Gumaca is politically subdivided into 59 barangays, as indicated below. Each barangay consists of puroks and some have sitios.

- Adia Bitaog
- Anonangin
- Bagong Buhay (Poblacion)
- Bamban
- Bantad
- Batong Dalig
- Biga
- Binambang
- Buensuceso
- Bungahan
- Butaguin
- Calumangin
- Camohaguin
- Casasahan Ibaba
- Casasahan Ilaya
- Cawayan
- Gayagayaan
- Gitnang Barrio
- Hardinan
- Inaclagan
- Inagbuhan Ilaya
- Hagakhakin
- Labnig
- Laguna
- Lagyo
- Mabini(Poblacion)
- Mabunga
- Malabtog
- Manlayaan
- Marcelo H. Del Pilar
- Mataas Na Bundok
- Maunlad (Poblacion)
- Pagsabangan
- Panikihan
- Peñafrancia (Poblacion)
- Pipisik (Poblacion)
- Progreso
- Rizal (Poblacion)
- Rosario
- San Agustin
- San Diego (Poblacion)
- San Diego (Bukid)
- San Isidro Kanluran
- San Isidro Silangan
- San Juan De Jesus
- San Vicente
- Sastre
- Tabing Dagat (Poblacion)
- Tumayan
- Villa Arcaya
- Villa Bota
- Villa Fuerte
- Villa Mendoza
- Villa Nava
- Villa Padua
- Villa Perez
- Villa Principe
- Villa Tañada
- Villa Victoria

===Climate===

Climate data for Gumaca, Quezon
| Month | Jan | Feb | Mar | Apr | May | Jun | Jul | Aug | Sep | Oct | Nov | Dec | Year |
| Mean daily maximum °C (°F) | 26 (79) | 27 (81) | 29 (84) | 31 (88) | 31 (88) | 30 (86) | 29 (84) | 29 (84) | 29 (84) | 29 (84) | 28 (82) | 26 (79) | 29 (84) |
| Mean daily minimum °C (°F) | 22 (72) | 22 (72) | 22 (72) | 23 (73) | 24 (75) | 24 (75) | 24 (75) | 24 (75) | 24 (75) | 24 (75) | 23 (73) | 23 (73) | 23 (74) |
| Average precipitation mm (inches) | 83 (3.3) | 55 (2.2) | 44 (1.7) | 37 (1.5) | 90 (3.5) | 123 (4.8) | 145 (5.7) | 125 (4.9) | 135 (5.3) | 166 (6.5) | 163 (6.4) | 152 (6.0) | 1,318 (51.8) |
| Average rainy days | 15.1 | 10.8 | 11.9 | 11.4 | 19.9 | 23.7 | 26.3 | 23.9 | 23.9 | 22.1 | 20.2 | 18.6 | 227.8 |
Source: Meteoblue

==Transportation==
===By land===
The municipality is connected with Manila by the Pan-Philippine Highway and daily rail services to and from Naga & Legazpi are provided by the Philippine National Railways.

In order to spur development in the municipality, The Toll Regulatory Board declared Toll Road 5 the extension of South Luzon Expressway.
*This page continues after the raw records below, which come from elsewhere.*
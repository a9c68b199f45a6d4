// Copyright (c) 2025 Soumyadip Sarkar.
// All rights reserved.
//
// This source code is licensed under the license found in the
// LICENSE file in the root directory of this source tree.

use std::sync::Once;

use chrono::{Datelike, NaiveDate};
use comfy_table::{Cell, Table, presets::UTF8_FULL};
use rust_decimal::Decimal;
use uuid::Uuid;

use crate::errors::{FinanceError, Result};

static TRACING_INIT: Once = Once::new();

/// Failures are printed to stderr by `main`; the log only repeats them at debug.
pub const DEFAULT_LOG_FILTER: &str = "balancebook=warn";

/// Installs the global stderr subscriber. `RUST_LOG` overrides the default level.
pub fn init_tracing() {
    TRACING_INIT.call_once(|| {
        use tracing_subscriber::{EnvFilter, fmt};

        let filter = EnvFilter::try_from_default_env()
            .unwrap_or_else(|_| EnvFilter::new(DEFAULT_LOG_FILTER));

        fmt()
            .with_env_filter(filter)
            .with_writer(std::io::stderr)
            .init();
    });
}

pub fn parse_date(s: &str) -> Result<NaiveDate> {
    NaiveDate::parse_from_str(s.trim(), "%Y-%m-%d").map_err(|_| {
        FinanceError::validation(format!("invalid date '{}', expected YYYY-MM-DD", s.trim()))
    })
}

pub fn fmt_date(d: &NaiveDate) -> String {
    d.format("%Y-%m-%d").to_string()
}

pub fn parse_decimal(s: &str) -> Result<Decimal> {
    s.trim()
        .parse::<Decimal>()
        .map_err(|_| FinanceError::validation(format!("invalid decimal '{}'", s.trim())))
}

/// `$1,234.50` style, negative values as `-$12.00`.
pub fn fmt_money(d: &Decimal) -> String {
    let rounded = d.round_dp(2);
    let sign = if rounded.is_sign_negative() && !rounded.is_zero() {
        "-"
    } else {
        ""
    };
    let plain = format!("{:.2}", rounded.abs());
    let (whole, frac) = plain.split_once('.').unwrap_or((plain.as_str(), "00"));
    let mut grouped = String::with_capacity(whole.len() + whole.len() / 3);
    for (i, ch) in whole.chars().enumerate() {
        if i > 0 && (whole.len() - i) % 3 == 0 {
            grouped.push(',');
        }
        grouped.push(ch);
    }
    format!("{}${}.{}", sign, grouped, frac)
}

pub fn new_id() -> String {
    Uuid::new_v4().to_string()
}

/// Rejects identifiers that could never name a stored record.
pub fn validate_id(id: &str) -> Result<String> {
    let trimmed = id.trim();
    Uuid::parse_str(trimmed)
        .map(|u| u.to_string())
        .map_err(|_| FinanceError::validation(format!("malformed identifier '{}'", trimmed)))
}

pub fn days_in_month(year: i32, month: u32) -> u32 {
    match month {
        1 | 3 | 5 | 7 | 8 | 10 | 12 => 31,
        4 | 6 | 9 | 11 => 30,
        2 => {
            if NaiveDate::from_ymd_opt(year, 2, 29).is_some() {
                29
            } else {
                28
            }
        }
        _ => 0,
    }
}

/// Moves `months` calendar months from `date`, falling back to the target
/// month's last day when it is shorter.
pub fn add_months_clamped(date: NaiveDate, months: i32) -> Option<NaiveDate> {
    let index = date.year() * 12 + date.month0() as i32 + months;
    let year = index.div_euclid(12);
    let month = index.rem_euclid(12) as u32 + 1;
    clamp_to_month(year, month, date.day())
}

/// Pulls a date back onto the last valid day of its own month.
pub fn clamp_to_month(year: i32, month: u32, day: u32) -> Option<NaiveDate> {
    NaiveDate::from_ymd_opt(year, month, day.clamp(1, days_in_month(year, month).max(1)))
}

pub fn pretty_table(headers: &[&str], rows: Vec<Vec<String>>) -> Table {
    let mut t = Table::new();
    t.load_preset(UTF8_FULL);
    t.set_header(headers.iter().map(|h| Cell::new(*h)));
    for r in rows {
        t.add_row(r.into_iter().map(Cell::new));
    }
    t
}

pub fn maybe_print_json<T: serde::Serialize>(
    json_flag: bool,
    jsonl_flag: bool,
    v: &T,
) -> anyhow::Result<bool> {
    if json_flag {
        println!("{}", serde_json::to_string_pretty(v)?);
        return Ok(true);
    }
    if jsonl_flag {
        // Arrays stream one element per line
        let val = serde_json::to_value(v)?;
        if let Some(arr) = val.as_array() {
            for item in arr {
                println!("{}", serde_json::to_string(item)?);
            }
        } else {
            println!("{}", serde_json::to_string(&val)?);
        }
        return Ok(true);
    }
    Ok(false)
}
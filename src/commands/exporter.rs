// Copyright (c) AlphaVelocity.
// All rights reserved.
//
// This source code is licensed under the license found in the
// LICENSE file in the root directory of this source tree.

use super::required;
use crate::models::TransactionFilter;
use crate::service::FinanceService;
use crate::store::RecordStore;
use crate::utils::fmt_date;
use anyhow::{Context, Result, bail};

pub fn handle<S: RecordStore>(svc: &FinanceService<S>, m: &clap::ArgMatches) -> Result<()> {
    match m.subcommand() {
        Some(("transactions", sub)) => export_transactions(svc, sub),
        _ => Ok(()),
    }
}

fn export_transactions<S: RecordStore>(svc: &FinanceService<S>, sub: &clap::ArgMatches) -> Result<()> {
    let fmt = required(sub, "format")?.to_lowercase();
    let out = required(sub, "out")?;
    let rows = svc.list_transactions(&TransactionFilter::default())?;

    match fmt.as_str() {
        "csv" => {
            let mut wtr = csv::Writer::from_path(out)
                .with_context(|| format!("Cannot write {}", out))?;
            wtr.write_record([
                "id", "series_id", "date", "title", "amount", "type", "recurrence", "end_date",
                "notes", "debt_id",
            ])?;
            for t in &rows {
                wtr.write_record([
                    t.id.clone(),
                    t.series_id.clone(),
                    fmt_date(&t.date),
                    t.title.clone(),
                    t.amount.to_string(),
                    t.r#type.to_string(),
                    t.recurrence.to_string(),
                    t.end_date.as_ref().map(fmt_date).unwrap_or_default(),
                    t.notes.clone(),
                    t.debt_id.clone().unwrap_or_default(),
                ])?;
            }
            wtr.flush()?;
        }
        "json" => {
            std::fs::write(out, serde_json::to_string_pretty(&rows)?)
                .with_context(|| format!("Cannot write {}", out))?;
        }
        other => bail!("Unknown format: {} (use csv|json)", other),
    }
    println!("Exported {} transactions to {}", rows.len(), out);
    Ok(())
}
// Copyright (c) 2025 Soumyadip Sarkar.
// All rights reserved.
//
// This source code is licensed under the license found in the
// LICENSE file in the root directory of this source tree.

//! Month grid view: one row per week, Sunday first, each day listing the
//! transactions dated on it.

use std::collections::{BTreeMap, HashSet};

use chrono::{Datelike, Duration, NaiveDate};
use comfy_table::{Cell, Table, presets::UTF8_FULL};

use super::balance::summary_table;
use super::month_or_current;
use super::transactions::display_amount;
use crate::models::{Month, Transaction};
use crate::service::FinanceService;
use crate::store::RecordStore;

pub const WEEKDAYS: [&str; 7] = ["Sun", "Mon", "Tue", "Wed", "Thu", "Fri", "Sat"];

pub type Week = [Option<NaiveDate>; 7];

pub fn calendar_weeks(month: Month) -> Vec<Week> {
    let first = month.first_day();
    let last = month.last_day();
    let lead = first.weekday().num_days_from_sunday() as i64;
    let mut weeks = Vec::new();
    let mut cursor = first - Duration::days(lead);
    while cursor <= last {
        let mut week: Week = [None; 7];
        for slot in week.iter_mut() {
            if cursor >= first && cursor <= last {
                *slot = Some(cursor);
            }
            cursor += Duration::days(1);
        }
        weeks.push(week);
    }
    weeks
}

fn event_label(t: &Transaction) -> String {
    format!("{} {}", t.title, display_amount(t))
}

pub fn render_calendar(month: Month, transactions: &[Transaction]) -> Table {
    let mut by_day: BTreeMap<NaiveDate, Vec<&Transaction>> = BTreeMap::new();
    for t in transactions.iter().filter(|t| month.contains(t.date)) {
        by_day.entry(t.date).or_default().push(t);
    }

    let mut table = Table::new();
    table.load_preset(UTF8_FULL);
    table.set_header(WEEKDAYS.iter().map(|d| Cell::new(*d)));
    for week in calendar_weeks(month) {
        table.add_row(week.iter().map(|slot| match slot {
            Some(day) => {
                let mut text = day.day().to_string();
                for t in by_day.get(day).into_iter().flatten() {
                    text.push('\n');
                    text.push_str(&event_label(t));
                }
                Cell::new(text)
            }
            None => Cell::new(""),
        }));
    }
    table
}

/// Series started before `month` with no occurrence dated inside it, one
/// entry per series at its latest earlier occurrence.
pub fn carried_over_line(month: Month, transactions: &[Transaction]) -> Option<String> {
    let dated_here: HashSet<&str> = transactions
        .iter()
        .filter(|t| month.contains(t.date))
        .map(|t| t.series_id.as_str())
        .collect();
    let mut latest: BTreeMap<&str, &Transaction> = BTreeMap::new();
    for t in transactions
        .iter()
        .filter(|t| t.date < month.first_day() && !dated_here.contains(t.series_id.as_str()))
    {
        latest
            .entry(t.series_id.as_str())
            .and_modify(|seen| {
                if t.date > seen.date {
                    *seen = t;
                }
            })
            .or_insert(t);
    }
    if latest.is_empty() {
        return None;
    }
    let mut carried: Vec<&Transaction> = latest.into_values().collect();
    carried.sort_by_key(|t| t.date);
    let labels: Vec<String> = carried
        .iter()
        .map(|t| format!("{} (since {})", event_label(t), t.date))
        .collect();
    Some(format!("Still active this month: {}", labels.join(", ")))
}

pub fn handle<S: RecordStore>(svc: &FinanceService<S>, sub: &clap::ArgMatches) -> anyhow::Result<()> {
    let month = month_or_current(sub)?;
    let transactions = svc.transactions_in_month(month)?;
    println!("{}", month.first_day().format("%B %Y"));
    println!("{}", render_calendar(month, &transactions));

    if let Some(line) = carried_over_line(month, &transactions) {
        println!("{}", line);
    }
    println!("{}", summary_table(&svc.month_balance(month)?));
    Ok(())
}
A 420-kilometer, four lane expressway starting from the terminal point of the now under construction SLEX Toll Road 4 at Barangay Mayao, Lucena City in Quezon to Matnog, Sorsogon, near the Matnog Ferry Terminal. On August 25, 2020, San Miguel Corporation announced that they will invest the project which will reduce travel time from Lucena to Matnog from 9 hours to 5.5 hours.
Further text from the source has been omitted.